Records from a data collection
⟨
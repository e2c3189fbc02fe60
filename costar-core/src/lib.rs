//! # Costar Core
//!
//! Actor resolution and credit-intersection engine: resolves two free-text
//! actor names against the TMDB people search, fetches each actor's
//! combined movie/TV filmography, and computes the productions they share,
//! annotated with per-actor character names and IMDb cross-reference
//! links.
//!
//! The crate exposes a single entry point, [`SearchEngine::search`], which
//! never fails hard: unresolvable names, malformed upstream payloads, and
//! disjoint filmographies all degrade to an absent media list while still
//! returning both actors for display.
//!
//! ## Architecture
//!
//! - [`provider`]: the [`MetadataProvider`] port and its reqwest-backed
//!   TMDB implementation
//! - [`config`]: engine configuration, injected at construction
//! - `matcher` / `resolver`: fuzzy name scoring and candidate
//!   disambiguation
//! - `credits` / `links` / `intersect`: filmography normalization, batch
//!   external-id enrichment, and the shared-credit assembly
//!
//! ## Examples
//!
//! ```no_run
//! use costar_core::{EngineConfig, SearchEngine};
//!
//! # async fn run() {
//! let engine = SearchEngine::from_config(EngineConfig::from_env());
//! let outcome = engine.search("Tom Hanks", "Tim Allen").await;
//! for credit in outcome.media.unwrap_or_default() {
//!     println!("{} ({})", credit.title, credit.year);
//! }
//! # }
//! ```

pub mod config;
pub mod provider;

mod credits;
mod engine;
mod intersect;
mod links;
mod matcher;
mod resolver;

pub use config::EngineConfig;
pub use engine::SearchEngine;
pub use provider::{MetadataProvider, ProviderError, TmdbProvider};

// Re-export the model types a caller needs to consume a search outcome.
pub use costar_model::{
    MediaKind, MissReason, PersonId, ResolvedActor, SearchOutcome,
    SharedCredit, TitleId, Year,
};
⟩
Write down the entries above again. Copy them word for word.

> [Result below]
repository e2c3189fbc02fe60
filename costar-core/src/lib.rs
//! # Costar Core
//!
//! Actor resolution and credit-intersection engine: resolves two free-text
//! actor names against the TMDB people search, fetches each actor's
//! combined movie/TV filmography, and computes the productions they share,
//! annotated with per-actor character names and IMDb cross-reference
//! links.
//!
//! The crate exposes a single entry point, [`SearchEngine::search`], which
//! never fails hard: unresolvable names, malformed upstream payloads, and
//! disjoint filmographies all degrade to an absent media list while still
//! returning both actors for display.
//!
//! ## Architecture
//!
//! - [`provider`]: the [`MetadataProvider`] port and its reqwest-backed
//!   TMDB implementation
//! - [`config`]: engine configuration, injected at construction
//! - `matcher` / `resolver`: fuzzy name scoring and candidate
//!   disambiguation
//! - `credits` / `links` / `intersect`: filmography normalization, batch
//!   external-id enrichment, and the shared-credit assembly
//!
//! ## Examples
//!
//! ```no_run
//! use costar_core::{EngineConfig, SearchEngine};
//!
//! # async fn run() {
//! let engine = SearchEngine::from_config(EngineConfig::from_env());
//! let outcome = engine.search("Tom Hanks", "Tim Allen").await;
//! for credit in outcome.media.unwrap_or_default() {
//!     println!("{} ({})", credit.title, credit.year);
//! }
//! # }
//! ```

pub mod config;
pub mod provider;

mod credits;
mod engine;
mod intersect;
mod links;
mod matcher;
mod resolver;

pub use config::EngineConfig;
pub use engine::SearchEngine;
pub use provider::{MetadataProvider, ProviderError, TmdbProvider};

// Re-export the model types a caller needs to consume a search outcome.
pub use costar_model::{
    MediaKind, MissReason, PersonId, ResolvedActor, SearchOutcome,
    SharedCredit, TitleId, Year,
};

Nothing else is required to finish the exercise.